NCDC director Grace Baguma

The president then directed each of the nine public universities to second a lecturer to work with NCDC on the proposed reforms to the curriculum. On Friday last week, Baguma, together with other NCDC officials, presented a paper to the ministry’s top management on how they would reorganise the curriculum.

Asked if this was not a big setback, Baguma said: “It is indeed a big setback but unavoidable. When you prepare a curriculum and stakeholders say no, you have to go back and revisit their concerns.”

She said since education stakeholders did not appreciate the learning area approach which involved merging of some science subjects, they have agreed to go back to subject approach.
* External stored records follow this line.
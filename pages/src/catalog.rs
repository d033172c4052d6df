//! Product catalog page: class/category drill-down plus a multi-select
//! `features` facet. The category facet depends on the chosen class, and
//! feature clicks are handled by the page itself so selections accumulate
//! instead of replacing each other.

use anyhow::Result;
use portal_nav::Facet;
use portal_nav::FacetOption;
use portal_nav::PageSpec;
use portal_nav::Snapshot;
use portal_nav::UrlState;
use portal_nav::builder;
use portal_nav::config::DEFAULT_MULTI_SEPARATOR;
use portal_nav::sidebar::SidebarItem;
use tracing::debug;

pub const CATALOG_BASE_PATH: &str = "/product/webcat";
const FEATURES_KEY: &str = "features";

const CLASSES: &[&str] = &["CQT Stock", "Performance", "Accessories"];
const FEATURES: &[&str] = &["In Stock", "Clearance", "Backordered"];

fn categories_for(class: &str) -> &'static [&'static str] {
    match class {
        "CQT Stock" => &["Engines", "Transmissions", "Brakes"],
        "Performance" => &["Exhaust", "Intakes"],
        _ => &[],
    }
}

#[derive(Debug, Default)]
pub struct ProductCatalogPage {
    dealer: Option<String>,
    class: Option<String>,
    category: Option<String>,
    features: Vec<String>,
}

impl ProductCatalogPage {
    pub fn new() -> Self {
        Self::default()
    }

    pub fn features(&self) -> &[String] {
        &self.features
    }
}

impl PageSpec for ProductCatalogPage {
    fn base_path(&self) -> &str {
        CATALOG_BASE_PATH
    }

    fn facets(&self) -> Vec<Facet> {
        vec![
            Facet::new("class", "Class")
                .with_options(CLASSES.iter().map(|class| FacetOption::new(*class)).collect()),
            Facet::new("category", "Category")
                .depends_on("class")
                .valid_for_parent(|class, option| {
                    categories_for(class).contains(&option.text.as_str())
                })
                .with_lazy_options(|| {
                    // every category any class offers; the parent predicate
                    // narrows the list per rebuild
                    CLASSES
                        .iter()
                        .flat_map(|class| categories_for(class))
                        .map(|category| FacetOption::new(*category))
                        .collect()
                }),
            Facet::new(FEATURES_KEY, "Features")
                .multi()
                .with_options(FEATURES.iter().map(|feature| FacetOption::new(*feature)).collect()),
            Facet::new("availability", "Availability").legend().with_options(vec![
                FacetOption::new("In stock").with_color("#2e7d32"),
                FacetOption::new("Low stock").with_color("#f9a825"),
                FacetOption::new("Out of stock").with_color("#c62828"),
            ]),
        ]
    }

    fn read_from_url(&mut self, snapshot: &Snapshot) {
        self.dealer = snapshot.get("dealer").map(str::to_string);
        self.class = snapshot.get("class").map(str::to_string);
        self.category = snapshot.get("category").map(str::to_string);
        self.features = snapshot
            .get(FEATURES_KEY)
            .map(|joined| {
                joined
                    .split(DEFAULT_MULTI_SEPARATOR)
                    .map(str::to_string)
                    .collect()
            })
            .unwrap_or_default();
    }

    fn scalars(&self) -> Snapshot {
        let mut snapshot = Snapshot::new();
        if let Some(dealer) = &self.dealer {
            snapshot.insert("dealer", dealer);
        }
        if let Some(class) = &self.class {
            snapshot.insert("class", class);
        }
        if let Some(category) = &self.category {
            snapshot.insert("category", category);
        }
        snapshot
    }

    fn multi_selections(&self) -> Vec<(String, Vec<String>)> {
        vec![(FEATURES_KEY.to_string(), self.features.clone())]
    }

    fn handles_multi_facet_clicks(&self) -> bool {
        true
    }

    fn on_item_click(
        &mut self,
        section_key: &str,
        item: &SidebarItem,
        url: &mut UrlState,
    ) -> Result<()> {
        if section_key.eq_ignore_ascii_case(FEATURES_KEY) {
            self.features = builder::toggle(&self.features, item.selection_key());
            let joined = self
                .features
                .join(&DEFAULT_MULTI_SEPARATOR.to_string());
            debug!(features = %joined, "accumulating feature selection");
            url.set(&[(FEATURES_KEY, (!joined.is_empty()).then_some(joined.as_str()))]);
            return Ok(());
        }
        if let Some(target) = item.url.as_deref() {
            url.set_location(target)?;
        }
        Ok(())
    }
}
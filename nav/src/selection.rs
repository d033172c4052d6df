//! Render-time selection evaluation. Several sections declare overlapping
//! fallback rules; this single precedence order resolves them so no item
//! can end up double-selected. Selection is recomputed live from the URL
//! snapshot on every render pass and never cached across URL changes.

use crate::config::NavConfig;
use crate::query;
use crate::query::Snapshot;
use crate::sidebar::SidebarSection;
use std::collections::HashMap;

pub struct SelectionContext<'a> {
    pub snapshot: &'a Snapshot,
    pub current_path: &'a str,
    /// Externally supplied two-way-bound selection map, keyed by section.
    pub bound_selections: Option<&'a HashMap<String, String>>,
    pub config: &'a NavConfig,
}

/// Precedence (first applicable rule wins):
/// 1. legend and franchise-selector sections are never selected;
/// 2. the reserved always-query-driven section compares against its query
///    parameter, auto-selecting the first item when it is absent;
/// 3. a section in the `section key -> query key` table compares item text
///    against the query value, one designated section defaulting to the
///    "All" item when the key is absent;
/// 4. an item whose URL carries no query component is selected when its
///    path equals the current path;
/// 5. the two-way-bound selection map (excluding the "option" section);
/// 6. the legacy build-time `selected` flag.
///
/// Rules 1-3 are decisive for their sections; rules 4 and 5 fall through
/// on a miss.
pub fn is_item_selected(
    section: &SidebarSection,
    item_index: usize,
    ctx: &SelectionContext<'_>,
) -> bool {
    let Some(item) = section.items.get(item_index) else {
        return false;
    };
    if section.is_legend || section.is_franchise_selector {
        return false;
    }
    let section_key = section.key();

    if section_key.eq_ignore_ascii_case(&ctx.config.asn_section_key) {
        return match ctx.snapshot.get(&ctx.config.asn_section_key) {
            Some(value) => value.eq_ignore_ascii_case(item.selection_key()),
            None => item_index == 0,
        };
    }

    if let Some(query_key) = ctx.config.query_key_for(&section_key) {
        return match ctx.snapshot.get(query_key) {
            Some(value) => value.eq_ignore_ascii_case(&item.text),
            None => {
                ctx.config.defaults_to_all(&section_key)
                    && item.text.eq_ignore_ascii_case(&ctx.config.all_item_text)
            }
        };
    }

    if let Some(url) = item.url.as_deref() {
        if !url.contains('?') && query::paths_equal(url, ctx.current_path) {
            return true;
        }
    }

    if !section_key.eq_ignore_ascii_case(&ctx.config.option_section_key) {
        if let Some(bound) = ctx.bound_selections {
            let matched = bound
                .iter()
                .find(|(key, _)| key.eq_ignore_ascii_case(&section_key))
                .map(|(_, text)| text.eq_ignore_ascii_case(item.selection_key()));
            if matched == Some(true) {
                return true;
            }
        }
    }

    item.selected
}
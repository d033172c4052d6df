//! Mutable sidebar view state: sections, per-section selection, visibility
//! and the single-slot click handler. Every mutation raises a change
//! notification; selection flags never survive a mutation stale.

use crate::observe::Observer;
use crate::observe::Observers;
use crate::observe::SubscriptionId;
use std::collections::HashMap;
use std::sync::Arc;

pub type ItemSelectedHandler = Arc<dyn Fn(&str, &SidebarItem) + Send + Sync>;

/// Raised on every sidebar mutation.
#[derive(Clone, Copy, Debug, Default, PartialEq, Eq)]
pub struct StateChanged;

/// Lower-case, non-alphanumeric runs collapse to a single `-`,
/// leading/trailing `-` trimmed.
pub fn slugify(title: &str) -> String {
    let mut slug = String::with_capacity(title.len());
    let mut pending_dash = false;
    for ch in title.chars() {
        if ch.is_alphanumeric() {
            if pending_dash && !slug.is_empty() {
                slug.push('-');
            }
            pending_dash = false;
            for lower in ch.to_lowercase() {
                slug.push(lower);
            }
        } else {
            pending_dash = true;
        }
    }
    slug
}

#[derive(Clone, Debug, Default, PartialEq)]
pub struct SidebarItem {
    pub text: String,
    /// Selection token; comparisons fall back to `text` when unset.
    pub key: Option<String>,
    pub icon: Option<String>,
    pub color_hex: Option<String>,
    /// Precomputed navigation target.
    pub url: Option<String>,
    /// Legacy build-time flag. Authoritative selection is recomputed live
    /// from the URL at render time (see the `selection` module).
    pub selected: bool,
}

impl SidebarItem {
    pub fn new(text: impl Into<String>) -> Self {
        Self {
            text: text.into(),
            ..Self::default()
        }
    }

    pub fn selection_key(&self) -> &str {
        self.key.as_deref().unwrap_or(&self.text)
    }
}

#[derive(Clone, Debug, Default, PartialEq)]
pub struct SidebarSection {
    /// Defaults to a slug of `title` when unset.
    pub section_key: Option<String>,
    pub title: String,
    pub is_legend: bool,
    pub is_franchise_selector: bool,
    pub items: Vec<SidebarItem>,
}

impl SidebarSection {
    pub fn new(title: impl Into<String>) -> Self {
        Self {
            title: title.into(),
            ..Self::default()
        }
    }

    pub fn key(&self) -> String {
        self.section_key
            .clone()
            .unwrap_or_else(|| slugify(&self.title))
    }
}

#[derive(Default)]
pub struct SidebarState {
    sections: Vec<SidebarSection>,
    selections: HashMap<String, String>,
    is_visible: bool,
    is_collapsed: bool,
    item_handler: Option<ItemSelectedHandler>,
    observers: Observers<StateChanged>,
}

impl SidebarState {
    pub fn new() -> Self {
        Self::default()
    }

    pub fn sections(&self) -> &[SidebarSection] {
        &self.sections
    }

    pub fn selection(&self, section_key: &str) -> Option<&str> {
        self.selections
            .get(&section_key.to_ascii_lowercase())
            .map(String::as_str)
    }

    pub fn is_visible(&self) -> bool {
        self.is_visible
    }

    pub fn is_collapsed(&self) -> bool {
        self.is_collapsed
    }

    pub fn subscribe(&mut self, observer: Observer<StateChanged>) -> SubscriptionId {
        self.observers.subscribe(observer)
    }

    pub fn unsubscribe(&mut self, id: SubscriptionId) -> bool {
        self.observers.unsubscribe(id)
    }

    /// Replaces the current sections with a deep clone of `sections` (the
    /// builder's transient lists are never aliased), reseeds the selection
    /// map and re-derives the `selected` flags of every section the map
    /// covers; uncovered sections keep their build-time flags.
    pub fn set_sections(
        &mut self,
        sections: &[SidebarSection],
        initial_selections: Option<&HashMap<String, String>>,
    ) {
        self.sections = sections.to_vec();
        self.selections.clear();
        if let Some(initial) = initial_selections {
            for (section_key, text) in initial {
                self.selections
                    .insert(section_key.to_ascii_lowercase(), text.clone());
            }
        }
        for section in &mut self.sections {
            apply_selection(section, &self.selections);
        }
        self.is_visible = !self.sections.is_empty();
        self.observers.notify(&StateChanged);
    }

    /// Updates one section's selection and re-derives that section's item
    /// flags only.
    pub fn set_selection(&mut self, section_key: &str, text: &str) {
        let normalized = section_key.to_ascii_lowercase();
        self.selections.insert(normalized.clone(), text.to_string());
        if let Some(section) = self
            .sections
            .iter_mut()
            .find(|section| section.key().eq_ignore_ascii_case(&normalized))
        {
            apply_selection(section, &self.selections);
        }
        self.observers.notify(&StateChanged);
    }

    /// Clears sections and selections. Visibility drops only when `hide`
    /// is set.
    pub fn reset_all(&mut self, hide: bool) {
        self.sections.clear();
        self.selections.clear();
        if hide {
            self.is_visible = false;
        }
        self.observers.notify(&StateChanged);
    }

    pub fn set_collapsed(&mut self, collapsed: bool) {
        if self.is_collapsed == collapsed {
            return;
        }
        self.is_collapsed = collapsed;
        self.observers.notify(&StateChanged);
    }

    /// Exactly one click handler at a time; assigning silently replaces
    /// the previous one.
    pub fn set_item_handler(&mut self, handler: ItemSelectedHandler) {
        self.item_handler = Some(handler);
    }

    /// Clears the handler only when `handler` is the one currently
    /// registered, so a stale owner cannot clobber a newer registration.
    pub fn clear_item_handler_if(&mut self, handler: &ItemSelectedHandler) -> bool {
        match &self.item_handler {
            Some(current) if Arc::ptr_eq(current, handler) => {
                self.item_handler = None;
                true
            }
            _ => false,
        }
    }

    pub fn has_item_handler(&self) -> bool {
        self.item_handler.is_some()
    }

    /// Entry point for the view: routes a clicked item to the registered
    /// handler, if any.
    pub fn click(&self, section_key: &str, item: &SidebarItem) {
        if let Some(handler) = &self.item_handler {
            handler(section_key, item);
        }
    }
}

impl std::fmt::Debug for SidebarState {
    fn fmt(&self, f: &mut std::fmt::Formatter<'_>) -> std::fmt::Result {
        f.debug_struct("SidebarState")
            .field("sections", &self.sections.len())
            .field("is_visible", &self.is_visible)
            .field("is_collapsed", &self.is_collapsed)
            .field("has_item_handler", &self.item_handler.is_some())
            .finish()
    }
}

/// Re-derives a section's item flags from its selection-map entry. A
/// section with no entry keeps the flags the builder computed (multi
/// facets carry their membership this way).
fn apply_selection(section: &mut SidebarSection, selections: &HashMap<String, String>) {
    let Some(selected) = selections.get(&section.key().to_ascii_lowercase()) else {
        return;
    };
    for item in &mut section.items {
        item.selected = selected.eq_ignore_ascii_case(item.selection_key());
    }
}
However, while names of some subjects will be retained, the content of some subjects will be changed in order to have a competence-based curriculum that looks at the learner’s competences and promotes the 21st century skills.

According to Baguma, the current curriculum is more of cognitive domains and examination-driven, thus encouraging cramming by learners to pass exams.

“Ideally, a curriculum should not be static and must be revised every five years. But due to the huge cost implications, we have for long worked with a curriculum given to us by colonialists,” she said.

NCDC has requested for at least Shs 5.3bn from government to start on the review of the curriculum for four years.

SUBJECTS

Initially, there were proposals to drop at least six subjects including agriculture, home economics, technical drawing, metal/wood work, building practice and music to be taught only in technical/farm institutes and polytechnic institutes.

But Baguma said though dropping some subjects like typewriting is absolute, she envisages agriculture being retained on the O-level curriculum.

“The president had also proposed that agriculture be combined with biology but agriculture is a key subject that even children who are not going to technical schools should learn,” she said. “Taking such a subject to farm schools will mean leaving out many children on what is the backbone of Uganda’s economy.”

She added that other subjects will further be discussed during the reviews but agriculture “cannot just be thrown here and there. It must be a standalone subject.”

As schools wait for a new curriculum by 2020, NCDC also wants to bring on board earth and space science as a learning area to prepare children for the global village.